This is a wiki post - feel free to edit to add links from the lesson or other useful info.

## Lesson resources

- Lesson Videos

## Links from the lesson

- The course’s fashion mnist challenge topic
- Excel optimisers spreadsheet
- Papers
- Papers with Code

This is a wiki post - feel free to edit to add links from the lesson or other useful info.

- Lesson Videos

- The course’s fashion mnist challenge topic
- Excel optimisers spreadsheet
- Papers
- Papers with Code

12 Likes

When we do self.schedo = self.sched , isn’t there is a risk that modifying self.schedo would change self.sched. Or is that intended to happen?

We don’t do that - we do `self.schedo = self.sched(learn.opt)`

, which *calls* the `sched`

callable to create the object.

2 Likes

oh ok. Yeah, that makes sense now. Thanks.

1 Like

Going through the lesson again, I’ve noticed that we don’t pass the norm to the `_conv_block`

in the `ResBlock`

, so this awesome result is without batchnorm.

```
class ResBlock(nn.Module):
def __init__(self, ni, nf, stride=1, ks=3, act=act_gr, norm=None):
super().__init__()
self.convs = _conv_block(ni, nf, stride, act=act, ks=ks) # This line is missing norm=norm
```

Fixing the issue gives lower result of `0.918`

(without norm it was `0.922`

), but I haven’t played with `lr`

yet.

1 Like

Oops! Well spotted.

I still get 0.922 after fixing it FYI.

Fixing the batchnorm problem, and then removing the line that inits conv2 bn weights to zero, results in all the models I’ve tried so far getting better results.

1 Like

I’ve updated the “leaderboard” topic with the latest results now:

Regarding calculating flops for models, I discovered that the fvcore library includes a flop counter for PyTorch models.

3 Likes

What blows my mind watching this : the weights are all initialised from random parameters and they all converge in a few epochs to such a high level of accuracy, not to mention the fully handrolled training loop and model architecture.

4 Likes

I’m currently in lesson 17 and it’s just excellent! After seeing your comment, I can’t stop myself from watching lesson 18

2 Likes

As Jeremy mentioned, the proposed homework for this lesson was indeed a great learning exercise. I had to review Part 2 to practice what we have been taught about Python, PyTorch and miniai. And it ended being inspired on fastai’s scheduler.
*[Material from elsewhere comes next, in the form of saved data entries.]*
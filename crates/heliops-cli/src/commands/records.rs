//! `heliops list|show|create|update|delete` command implementations
//!
//! One generic code path per verb, instantiated for every entity through
//! [`with_resource!`](crate::with_resource).

use crate::api::{ListQuery, Resource};
use crate::commands::ResourceKind;
use crate::context::AppContext;
use crate::display;
use crate::error::{CliError, Result};
use crate::screen::{AssumeYes, Confirm, Filter, ListScreen, PromptConfirm};
use crate::with_resource;
use chrono::Local;
use colored::Colorize;
use heliops_common::FleetData;
use serde::de::DeserializeOwned;
use std::path::Path;
use tracing::debug;

/// Options for `heliops list`
#[derive(Debug, Clone, Default)]
pub struct ListOptions {
    pub search: Option<String>,
    pub category: Option<String>,
    /// Only records of this pilot (flights and pilot records)
    pub pilot: Option<String>,
}

/// `--pilot` is only meaningful where a record belongs to a pilot
pub fn check_pilot_filter(kind: ResourceKind, options: &ListOptions) -> Result<()> {
    if options.pilot.is_some() && !kind.has_pilot() {
        return Err(CliError::config(
            "--pilot applies to flights, qualifications, medical certificates and training",
        ));
    }
    Ok(())
}

/// Server-side filters: the library searches and categorizes on the
/// backend, pilot records filter by `pilotId`. Everything else fetches all.
pub fn server_query(kind: ResourceKind, options: &ListOptions) -> ListQuery {
    let mut query = ListQuery::new();

    if kind == ResourceKind::Library {
        query = query
            .param_opt("category", options.category.as_deref())
            .param_opt("search", options.search.as_deref());
    }

    if kind.is_pilot_record() {
        query = query.param_opt("pilotId", options.pilot.as_deref());
    }

    query
}

pub async fn list(ctx: &AppContext, kind: ResourceKind, options: ListOptions) -> Result<()> {
    check_pilot_filter(kind, &options)?;
    ctx.require_login()?;
    with_resource!(kind, R => list_as::<R>(ctx, kind, &options).await)
}

async fn list_as<R: Resource>(ctx: &AppContext, kind: ResourceKind, options: &ListOptions) -> Result<()> {
    let mut screen = ListScreen::<R>::with_query(&ctx.api, server_query(kind, options));
    screen.load().await?;

    let filter = Filter {
        search: options.search.clone(),
        category: options.category.clone(),
        pilot: options.pilot.clone(),
    };
    let shown = screen.filtered(&filter);
    debug!(fetched = screen.records().len(), shown = shown.len(), "Filtered");

    if shown.is_empty() {
        println!("No {} records found.", R::LABEL);
        return Ok(());
    }

    let today = Local::now().date_naive();
    println!(
        "{}",
        display::records_table(&shown, screen.directory(), ctx.theme(), today)
    );
    println!(
        "Showing {} of {} {} records",
        shown.len(),
        screen.records().len(),
        R::LABEL
    );
    Ok(())
}

pub async fn show(ctx: &AppContext, kind: ResourceKind, id: &str) -> Result<()> {
    ctx.require_login()?;
    with_resource!(kind, R => {
        let record: R = ctx.api.get(id).await?;
        let directory = if R::NEEDS_DIRECTORY {
            ctx.api.fleet_directory().await?
        } else {
            FleetData::default()
        };
        println!("{}", display::record_detail(&record, &directory, ctx.theme()));
        Ok(())
    })
}

/// Read a record from a JSON file
pub fn read_record<R: DeserializeOwned>(path: &Path) -> Result<R> {
    let raw = std::fs::read_to_string(path)?;
    Ok(serde_json::from_str(&raw)?)
}

/// Object-storage folder for files attached to new `R` records
fn attachment_folder<R: Resource>() -> &'static str {
    R::PATH.trim_start_matches('/')
}

/// Create a record from `data`. With `attach`, the file is uploaded first and
/// its URL stored on the record; a failed upload creates nothing.
pub async fn create(
    ctx: &AppContext,
    kind: ResourceKind,
    data: &Path,
    attach: Option<&Path>,
) -> Result<()> {
    ctx.require_login()?;
    with_resource!(kind, R => {
        let record: R = read_record(data)?;
        let mut screen = ListScreen::<R>::new(&ctx.api);
        let created = match attach {
            Some(file) => {
                let storage = ctx.storage()?;
                let upload = storage.upload_path(attachment_folder::<R>(), file);
                screen.save_with_attachment(record, None, upload).await?
            },
            None => screen.create(&record).await?,
        };

        println!("{} Created {} {}", "✓".green(), R::LABEL, created.id().cyan());
        Ok(())
    })
}

pub async fn update(ctx: &AppContext, kind: ResourceKind, id: &str, data: &Path) -> Result<()> {
    ctx.require_login()?;
    with_resource!(kind, R => {
        let record: R = read_record(data)?;
        let mut screen = ListScreen::<R>::new(&ctx.api);
        screen.update(id, &record).await?;

        println!("{} Updated {} {}", "✓".green(), R::LABEL, id.cyan());
        Ok(())
    })
}

pub async fn delete(ctx: &AppContext, kind: ResourceKind, id: &str, yes: bool) -> Result<()> {
    ctx.require_login()?;

    let confirm: &dyn Confirm = if yes { &AssumeYes } else { &PromptConfirm };

    with_resource!(kind, R => {
        let mut screen = ListScreen::<R>::new(&ctx.api);
        if screen.delete(id, confirm).await? {
            println!("{} Deleted {} {}", "✓".green(), R::LABEL, id.cyan());
        } else {
            println!("Deletion cancelled.");
        }
        Ok(())
    })
}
It implements for `SchedCos`

, `SchedExp`

, `SchedExpFastai`

, `SchedLin`

, `SchedNo`

, `SchedPoly`

.

It is also possible to combine schedulers with `CombineScheds`

and has `OneCycleSched`

and `FlatCosSched`

.

Here the notebook:

4 Likes

Update: I like using the module summary tools included with TorchEval more than the fvcore library. You can convert the markdown table to a Pandas DataFrame to make it easily filterable.

```
def markdown_to_pandas(table_string):
rows = table_string.strip().split("\n")
header = rows[0].split("|")[1:-1]
header = [x.strip() for x in header]
data = [row.split("|")[1:-1] for row in rows[2:]]
data = [[x.strip() for x in row] for row in data]
return pd.DataFrame(data, columns=header)
```

```
test_inp = torch.randn(1, 3, *[train_dataset.size]*2).to(device)
summary_df = markdown_to_pandas(f"{get_module_summary(style_transfer_model, [test_inp])}")
summary_df[(summary_df.index == 0) | (summary_df['Type'] == 'Conv2d')]
```

Generates to the following table:

Type | # Parameters | # Trainable Parameters | Size (bytes) | Contains Uninitialized Parameters? | Forward FLOPs | Backward FLOPs | In size | |
---|---|---|---|---|---|---|---|---|

0 | TransformerNet | 393 K | 393 K | 1.6 M | No | 6.9 G | 13.6 G | [1, 3, 512, 512] |

3 | Conv2d | 448 | 448 | 1.8 K | No | 113 M | 113 M | [1, 3, 514, 514] |

6 | Conv2d | 136 | 136 | 544 | No | 33.6 M | 67.1 M | [1, 16, 512, 512] |

11 | Conv2d | 528 | 528 | 2.1 K | No | 33.6 M | 67.1 M | [1, 32, 256, 256] |

18 | Conv2d | 36.9 K | 36.9 K | 147 K | No | 603 M | 1.2 G | [1, 64, 130, 130] |

22 | Conv2d | 36.9 K | 36.9 K | 147 K | No | 603 M | 1.2 G | [1, 64, 130, 130] |

28 | Conv2d | 36.9 K | 36.9 K | 147 K | No | 603 M | 1.2 G | [1, 64, 130, 130] |

32 | Conv2d | 36.9 K | 36.9 K | 147 K | No | 603 M | 1.2 G | [1, 64, 130, 130] |

38 | Conv2d | 36.9 K | 36.9 K | 147 K | No | 603 M | 1.2 G | [1, 64, 130, 130] |

42 | Conv2d | 36.9 K | 36.9 K | 147 K | No | 603 M | 1.2 G | [1, 64, 130, 130] |

48 | Conv2d | 36.9 K | 36.9 K | 147 K | No | 603 M | 1.2 G | [1, 64, 130, 130] |

52 | Conv2d | 36.9 K | 36.9 K | 147 K | No | 603 M | 1.2 G | [1, 64, 130, 130] |

58 | Conv2d | 36.9 K | 36.9 K | 147 K | No | 603 M | 1.2 G | [1, 64, 130, 130] |

62 | Conv2d | 36.9 K | 36.9 K | 147 K | No | 603 M | 1.2 G | [1, 64, 130, 130] |

66 | Conv2d | 16.5 K | 16.5 K | 66.0 K | No | 268 M | 536 M | [1, 128, 128, 128] |

71 | Conv2d | 4.2 K | 4.2 K | 16.6 K | No | 268 M | 536 M | [1, 64, 256, 256] |

77 | Conv2d | 435 | 435 | 1.7 K | No | 113 M | 226 M | [1, 16, 514, 514] |

3 Likes

Two new optimisers were recently published Lion (Chen 2023) and dadaptation (Defazio 2023). Both need a bit more epoch to get good results but are very competitive with AdamW.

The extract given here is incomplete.